- Exercise description:
Could you please count how many lines in the data below hold the string "Option"? Reply with only the number.

Raw data Block Start

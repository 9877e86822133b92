use serde_json::Value;

/// Percent-encode `input` for use as a URL path segment or query value.
#[must_use]
pub fn percent_encode(input: &str) -> String {
    let mut out = String::with_capacity(input.len());
    for &b in input.as_bytes() {
        match b {
            b'A'..=b'Z' | b'a'..=b'z' | b'0'..=b'9' | b'-' | b'.' | b'_' | b'~' => {
                out.push(b as char);
            }
            b' ' => out.push_str("%20"),
            _ => {
                out.push('%');
                out.push_str(&format!("{b:02X}"));
            }
        }
    }
    out
}

/// What: Extract a list from a response that may or may not be wrapped.
///
/// Inputs:
/// - `v`: Response body
/// - `key`: Wrapper field name (e.g. `apps`)
///
/// Output:
/// - The bare array, the array under `key`, or `None` when neither is present.
#[must_use]
pub fn list_of(v: Value, key: &str) -> Option<Vec<Value>> {
    match v {
        Value::Array(arr) => Some(arr),
        Value::Object(mut map) => match map.remove(key) {
            Some(Value::Array(arr)) => Some(arr),
            _ => None,
        },
        _ => None,
    }
}

/// What: Extract a single object from a response that may or may not be wrapped.
///
/// Inputs:
/// - `v`: Response body
/// - `key`: Wrapper field name (e.g. `app`)
///
/// Output:
/// - The object under `key` (or the first element when that is an array), else
///   the body itself when it is an object; `None` otherwise.
#[must_use]
pub fn object_of(v: Value, key: &str) -> Option<Value> {
    match v {
        Value::Object(mut map) => match map.remove(key) {
            Some(Value::Array(arr)) => arr.into_iter().next(),
            Some(inner @ Value::Object(_)) => Some(inner),
            Some(_) => None,
            None => Some(Value::Object(map)),
        },
        Value::Array(arr) => arr.into_iter().next(),
        _ => None,
    }
}

/// Format a Unix timestamp (seconds) as `YYYY-MM-DD HH:MM:SS` in UTC.
#[must_use]
pub fn ts_to_date(secs: i64) -> String {
    chrono::DateTime::from_timestamp(secs, 0)
        .map(|dt| dt.format("%Y-%m-%d %H:%M:%S").to_string())
        .unwrap_or_else(|| secs.to_string())
}

#[cfg(test)]
mod tests {
    use super::*;
    use serde_json::json;

    #[test]
    /// What: Percent-encoding leaves unreserved bytes and escapes the rest
    ///
    /// - Input: "a b/c?1"
    /// - Output: "a%20b%2Fc%3F1"
    fn util_percent_encode_reserved() {
        assert_eq!(percent_encode("a b/c?1"), "a%20b%2Fc%3F1");
        assert_eq!(percent_encode("abc-1.0_~"), "abc-1.0_~");
    }

    #[test]
    /// What: Lists are found bare or under the wrapper key
    ///
    /// - Input: Bare array, wrapped array, wrong shape
    /// - Output: Some, Some, None
    fn util_list_of_shapes() {
        assert_eq!(list_of(json!([1, 2]), "apps").map(|v| v.len()), Some(2));
        assert_eq!(list_of(json!({"apps": [1]}), "apps").map(|v| v.len()), Some(1));
        assert!(list_of(json!({"success": false}), "apps").is_none());
    }

    #[test]
    /// What: Single objects are found wrapped, as first array element, or bare
    ///
    /// - Input: {"app": {...}}, {"app": [{...}]}, bare object, string
    /// - Output: The inner object for the first three; None for the string
    fn util_object_of_shapes() {
        assert_eq!(object_of(json!({"app": {"id": "x"}}), "app"), Some(json!({"id": "x"})));
        assert_eq!(object_of(json!({"app": [{"id": "y"}]}), "app"), Some(json!({"id": "y"})));
        assert_eq!(object_of(json!({"id": "z"}), "app"), Some(json!({"id": "z"})));
        assert!(object_of(json!("nope"), "app").is_none());
    }

    #[test]
    /// What: Timestamp formatting is UTC and fixed-width
    ///
    /// - Input: 0
    /// - Output: "1970-01-01 00:00:00"
    fn util_ts_to_date_epoch() {
        assert_eq!(ts_to_date(0), "1970-01-01 00:00:00");
    }
}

Raw data Block End

- Answer to this task:
2